In 2016, New York installed a metal statue of a figure with a noose around its neck in Riverside Park. The city got cold feet, speculating that pilates classes and old ladies feeding pigeons maybe don’t want to be subjected to lynching imagery first thing in the morning. The left cried censorship and suddenly championed something called ‘free speech,’ a term rumored to be a Nazi dogwhistle. The city cowered to the outrage and allowed the noose.

A year later, leftists dropped to their knees and wept tears of emancipation when a bronze statue of a small girl staring down the charging Wall Street Bull was installed in the Financial District. Others interpreted the piece as the gruesome scene moments before an unattended child is about to be mauled. In the end, this stunning and brave ‘up yours’ to capitalism turned out to be nothing but an advertisement for an investment firm.

Like the Fearless Girl statue, much of woke public art results from a partnership between progressive governments and private entities. The open borders advocate and sometimes artist Ai Weiwei, who quite possibly pioneered an aesthetic we can think of as the Hamptons Airbnb School, was commissioned by New York to install hundreds of sculptures across the city, a project he called ‘good fences make good neighbors.’

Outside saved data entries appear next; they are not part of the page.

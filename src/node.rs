use std::{
    collections::HashMap,
    hash::{
        Hash,
        Hasher,
    },
};

use bevy::prelude::*;
use serde::{
    Deserialize,
    Serialize,
};


#[derive(
    Clone,
    Copy,
    Debug,
    Default,
    Eq,
    Hash,
    Ord,
    PartialEq,
    PartialOrd,
    Reflect,
    Serialize,
    Deserialize,
)]
pub struct NodeId(pub u32);

impl std::fmt::Display for NodeId {
    fn fmt(&self, f: &mut std::fmt::Formatter<'_>) -> std::fmt::Result {
        write!(f, "node#{}", self.0)
    }
}

impl From<u32> for NodeId {
    fn from(id: u32) -> Self {
        Self(id)
    }
}


/// Monotonic node id source. Ids are never handed out twice, including across
/// aggregate resets.
#[derive(Clone, Debug, Default)]
pub struct NodeIdAllocator {
    next: u32,
}

impl NodeIdAllocator {
    pub fn peek(&self) -> Option<NodeId> {
        (self.next < u32::MAX).then_some(NodeId(self.next))
    }

    pub fn allocate(&mut self) -> Option<NodeId> {
        let id = self.peek()?;
        self.next += 1;
        Some(id)
    }

    pub fn allocated(&self) -> u32 {
        self.next
    }
}


/// Addresses one merged asset inside an aggregator.
///
/// Equality and hashing only consider the node id. Ids are not reused, so a
/// handle issued before a reset never equals one issued after it; the aggregator
/// also checks the generation and rejects the stale handle.
#[derive(Clone, Copy, Debug, Reflect)]
pub struct NodeHandle {
    node: NodeId,
    generation: u32,
}

impl NodeHandle {
    pub(crate) fn new(node: NodeId, generation: u32) -> Self {
        Self { node, generation }
    }

    pub fn node(&self) -> NodeId {
        self.node
    }

    pub fn generation(&self) -> u32 {
        self.generation
    }
}

impl PartialEq for NodeHandle {
    fn eq(&self, other: &Self) -> bool {
        self.node == other.node
    }
}

impl Eq for NodeHandle {}

impl Hash for NodeHandle {
    fn hash<H: Hasher>(&self, state: &mut H) {
        self.node.hash(state);
    }
}


#[derive(Clone, Debug, PartialEq, Serialize, Deserialize)]
pub struct NodeTransformEntry {
    pub node: NodeId,
    pub matrix: Mat4,
}

/// World transform per node id. Missing entries read as identity.
#[derive(Clone, Debug, Default, PartialEq, Serialize, Deserialize)]
#[serde(from = "Vec<NodeTransformEntry>", into = "Vec<NodeTransformEntry>")]
pub struct NodeTransforms(HashMap<NodeId, Mat4>);

impl NodeTransforms {
    pub fn new() -> Self {
        Self::default()
    }

    pub fn get(&self, node: NodeId) -> Option<&Mat4> {
        self.0.get(&node)
    }

    pub fn get_mut(&mut self, node: NodeId) -> Option<&mut Mat4> {
        self.0.get_mut(&node)
    }

    pub fn get_or_identity(&self, node: NodeId) -> Mat4 {
        self.0.get(&node).copied().unwrap_or(Mat4::IDENTITY)
    }

    pub fn insert(&mut self, node: NodeId, transform: Mat4) -> Option<Mat4> {
        self.0.insert(node, transform)
    }

    pub fn contains(&self, node: NodeId) -> bool {
        self.0.contains_key(&node)
    }

    pub fn len(&self) -> usize {
        self.0.len()
    }

    pub fn is_empty(&self) -> bool {
        self.0.is_empty()
    }

    pub fn clear(&mut self) {
        self.0.clear();
    }

    pub fn nodes(&self) -> impl Iterator<Item = NodeId> + '_ {
        self.0.keys().copied()
    }

    pub fn iter(&self) -> impl Iterator<Item = (NodeId, &Mat4)> + '_ {
        self.0.iter().map(|(node, transform)| (*node, transform))
    }

    pub fn try_clone(&self) -> Result<Self, std::collections::TryReserveError> {
        let mut table = HashMap::new();
        table.try_reserve(self.0.len() + 1)?;
        table.extend(self.0.iter().map(|(node, transform)| (*node, *transform)));
        Ok(Self(table))
    }
}

impl FromIterator<(NodeId, Mat4)> for NodeTransforms {
    fn from_iter<I: IntoIterator<Item = (NodeId, Mat4)>>(iter: I) -> Self {
        Self(iter.into_iter().collect())
    }
}

impl From<Vec<NodeTransformEntry>> for NodeTransforms {
    fn from(entries: Vec<NodeTransformEntry>) -> Self {
        entries
            .into_iter()
            .map(|entry| (entry.node, entry.matrix))
            .collect()
    }
}

impl From<NodeTransforms> for Vec<NodeTransformEntry> {
    fn from(transforms: NodeTransforms) -> Self {
        let mut entries = transforms.0
            .into_iter()
            .map(|(node, matrix)| NodeTransformEntry { node, matrix })
            .collect::<Vec<_>>();
        entries.sort_by_key(|entry| entry.node);
        entries
    }
}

The installation was up for three months and I don’t think a single person in New York noticed, save for the 37-foot-tall birdcage plopped down in the middle of the marble arch at Washington Square Park. For the rest of the commission, the artist, who fled communism in China only to advocate for it here, slapped fencing around the Unisphere in Queens, which only made it look under construction, affixed more perfectly ordinary fencing to gaps between buildings, over windows at Cooper Union (indistinguishable from security grates), and to the back of bus stops. The whole thing had something to do with migrants and open borders or some shit. That same year he was commissioned to string up 14,000 orange life vests allegedly worn by migrants to the outside of a concert hall in Berlin.

Meanwhile in San Francisco, a city drowning in human feces, where visitors are advised to ditch the flowers in their hair and bring a hazmat suit, elected officials are busy with really important things: a heated debate on whether to tear down a George Washington mural in a public school. If recent public art commissions in the Sewer By The Bay are any indication, whatever replaces it will surely be a chromosomally-challenged wokeness buffet.

Last year, outside City Hall, the city installed 40 black sculptures of African tiki figures lined up like soldiers with their hands in a defensive posture, apparently an homage to those four white women pundits on CNN doing the ‘hands up don’t shoot’ thing, which now I’ve heard is a popular dance at weddings. The artist, a black British man, had never even been to San Francisco when he was summoned by the Arts Commission. Media called it ‘thought-provoking,’ ‘challenging,’ ‘pleasing to the eye.’

Woe betide the witless heathen who might disagree. Ugly, imbecilic, irritating, pandering, disingenuous, and intrusive are far more accurate descriptions of what’s being forced upon us in our once-great cities. And the artwork really sucks, too.